Where does the word "FormMode" appear in the data? Copy every line that holds it.

§ DATA EXTRACTS:
┏━━

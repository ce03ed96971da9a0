// ── CrudPage state machine ──
//
// `Loading -> Loaded` on mount, a dialog sub-state
// (`Closed | Create | Edit | DeleteConfirm`) and a `submitting` flag.
// The displayed collection is always the last successful list response:
// mutations never patch it locally, they trigger a full refetch.

use std::sync::Arc;

use tokio::sync::watch;
use tracing::{debug, info, warn};
use webdash_api::{Acknowledgement, ApiClient};

use super::{FormMode, MutableResource, Resource};
use crate::error::CoreError;
use crate::session::SessionStore;
use crate::toast::Toaster;
use crate::validate::ValidationErrors;

#[derive(Debug, Clone, Copy, PartialEq, Eq)]
pub enum Phase {
    Loading,
    Loaded,
}

#[derive(Debug, Clone, PartialEq, Eq)]
pub enum Dialog<D> {
    Closed,
    Create { draft: D },
    Edit { id: u64, draft: D },
    DeleteConfirm { id: u64 },
}

impl<D> Dialog<D> {
    pub fn is_open(&self) -> bool {
        !matches!(self, Self::Closed)
    }
}

/// Observable page state.
#[derive(Debug, Clone)]
pub struct PageState<T, D> {
    pub phase: Phase,
    pub records: Arc<Vec<T>>,
    pub dialog: Dialog<D>,
    pub submitting: bool,
    /// Inline field errors from the last rejected submit.
    pub errors: ValidationErrors,
}

impl<T, D> Default for PageState<T, D> {
    fn default() -> Self {
        Self {
            phase: Phase::Loading,
            records: Arc::new(Vec::new()),
            dialog: Dialog::Closed,
            submitting: false,
            errors: ValidationErrors::default(),
        }
    }
}

type StateOf<R> = PageState<<R as Resource>::Record, <R as Resource>::Draft>;

/// One entity screen.
pub struct CrudPage<R: Resource> {
    resource: R,
    api: Arc<ApiClient>,
    session: SessionStore,
    toaster: Toaster,
    state: watch::Sender<StateOf<R>>,
}

impl<R: Resource> CrudPage<R> {
    pub fn new(resource: R, api: Arc<ApiClient>, session: SessionStore, toaster: Toaster) -> Self {
        let (state, _) = watch::channel(PageState::default());
        Self {
            resource,
            api,
            session,
            toaster,
            state,
        }
    }

    pub fn resource(&self) -> &R {
        &self.resource
    }

    pub fn subscribe(&self) -> watch::Receiver<StateOf<R>> {
        self.state.subscribe()
    }

    pub fn state(&self) -> StateOf<R> {
        self.state.borrow().clone()
    }

    pub fn records(&self) -> Arc<Vec<R::Record>> {
        Arc::clone(&self.state.borrow().records)
    }

    pub fn find(&self, id: u64) -> Option<R::Record> {
        self.state
            .borrow()
            .records
            .iter()
            .find(|r| R::id(r) == id)
            .cloned()
    }

    /// Loaded records matching `needle`, without refetching.
    pub fn search(&self, needle: &str) -> Vec<R::Record> {
        self.state
            .borrow()
            .records
            .iter()
            .filter(|r| R::matches(r, needle))
            .cloned()
            .collect()
    }

    /// Fetch the collection, replacing the displayed records.
    ///
    /// A failure empties the collection and raises an error toast; the
    /// error is also returned for callers that need an exit status.
    pub async fn load(&self) -> Result<usize, CoreError> {
        debug!(entity = R::PLURAL, "loading");
        self.state.send_modify(|s| s.phase = Phase::Loading);

        match self.resource.list(&self.api).await {
            Ok(records) => {
                let count = records.len();
                let records = Arc::new(records);
                self.state.send_modify(move |s| {
                    s.records = records;
                    s.phase = Phase::Loaded;
                });
                debug!(entity = R::PLURAL, count, "loaded");
                Ok(count)
            }
            Err(e) => {
                self.session.observe(&e);
                let err = CoreError::from(e);
                warn!(entity = R::PLURAL, error = %err, "list fetch failed");
                self.state.send_modify(|s| {
                    s.records = Arc::new(Vec::new());
                    s.phase = Phase::Loaded;
                });
                self.toaster
                    .error(format!("Failed to load {}", R::PLURAL), Some(err.to_string()));
                Err(err)
            }
        }
    }
}

impl<R: MutableResource> CrudPage<R> {
    pub fn open_create(&self) {
        self.set_dialog(Dialog::Create {
            draft: R::Draft::default(),
        });
    }

    /// Open the edit dialog seeded with the record's current values.
    pub fn open_edit(&self, id: u64) -> Result<(), CoreError> {
        let record = self.find(id).ok_or_else(|| self.not_found(id))?;
        self.set_dialog(Dialog::Edit {
            id,
            draft: R::draft_from(&record),
        });
        Ok(())
    }

    pub fn open_delete(&self, id: u64) -> Result<(), CoreError> {
        if self.find(id).is_none() {
            return Err(self.not_found(id));
        }
        self.set_dialog(Dialog::DeleteConfirm { id });
        Ok(())
    }

    pub fn close_dialog(&self) {
        self.set_dialog(Dialog::Closed);
    }

    /// Change the open create/edit form.
    pub fn edit_draft(&self, f: impl FnOnce(&mut R::Draft)) -> Result<(), CoreError> {
        let mut f = Some(f);
        self.state.send_if_modified(|s| match &mut s.dialog {
            Dialog::Create { draft } | Dialog::Edit { draft, .. } => {
                if let Some(f) = f.take() {
                    f(draft);
                }
                true
            }
            _ => false,
        });
        if f.is_some() {
            return Err(CoreError::NoDialog(R::ENTITY));
        }
        Ok(())
    }

    /// Submit the open dialog.
    ///
    /// Success closes the dialog, toasts and refetches the whole list.
    /// Failure keeps the dialog open and toasts the backend message;
    /// validation failures are kept on the state instead of toasted.
    pub async fn submit(&self) -> Result<Acknowledgement, CoreError> {
        let dialog = self.state.borrow().dialog.clone();

        let (verb, result) = match dialog {
            Dialog::Closed => return Err(CoreError::NoDialog(R::ENTITY)),
            Dialog::Create { draft } => {
                self.check(&draft, FormMode::Create)?;
                self.begin_submit();
                ("created", self.resource.create(&self.api, &draft).await)
            }
            Dialog::Edit { id, draft } => {
                self.check(&draft, FormMode::Edit)?;
                self.begin_submit();
                ("updated", self.resource.update(&self.api, id, &draft).await)
            }
            Dialog::DeleteConfirm { id } => {
                self.begin_submit();
                ("deleted", self.resource.delete(&self.api, id).await)
            }
        };

        match result {
            Ok(ack) => {
                info!(entity = R::ENTITY, verb, "submitted");
                self.state.send_modify(|s| {
                    s.dialog = Dialog::Closed;
                    s.submitting = false;
                });
                let description = ack
                    .message
                    .clone()
                    .unwrap_or_else(|| format!("{} has been {verb}.", R::ENTITY));
                self.toaster.success("Success", Some(description));
                if let Err(e) = self.load().await {
                    debug!(error = %e, "refetch after {verb} failed");
                }
                Ok(ack)
            }
            Err(e) => {
                self.session.observe(&e);
                let err = CoreError::from(e);
                warn!(entity = R::ENTITY, error = %err, "submit failed");
                self.state.send_modify(|s| s.submitting = false);
                self.toaster.error("Error", Some(err.to_string()));
                Err(err)
            }
        }
    }

    fn check(&self, draft: &R::Draft, mode: FormMode) -> Result<(), CoreError> {
        match R::validate(draft, mode) {
            Ok(()) => {
                self.state.send_modify(|s| s.errors = ValidationErrors::default());
                Ok(())
            }
            Err(errors) => {
                debug!(entity = R::ENTITY, %errors, "validation failed");
                let reported = errors.clone();
                self.state.send_modify(move |s| s.errors = errors);
                Err(CoreError::Validation(reported))
            }
        }
    }

    fn begin_submit(&self) {
        self.state.send_modify(|s| s.submitting = true);
    }

    fn set_dialog(&self, dialog: Dialog<R::Draft>) {
        self.state.send_modify(move |s| {
            s.dialog = dialog;
            s.errors = ValidationErrors::default();
        });
    }

    fn not_found(&self, id: u64) -> CoreError {
        CoreError::NotFound {
            entity: R::ENTITY.to_owned(),
            identifier: id.to_string(),
        }
    }
}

┗━━

§ OUTPUT OF THE TASK:
use super::{FormMode, MutableResource, Resource};
                self.check(&draft, FormMode::Create)?;
                self.check(&draft, FormMode::Edit)?;
    fn check(&self, draft: &R::Draft, mode: FormMode) -> Result<(), CoreError> {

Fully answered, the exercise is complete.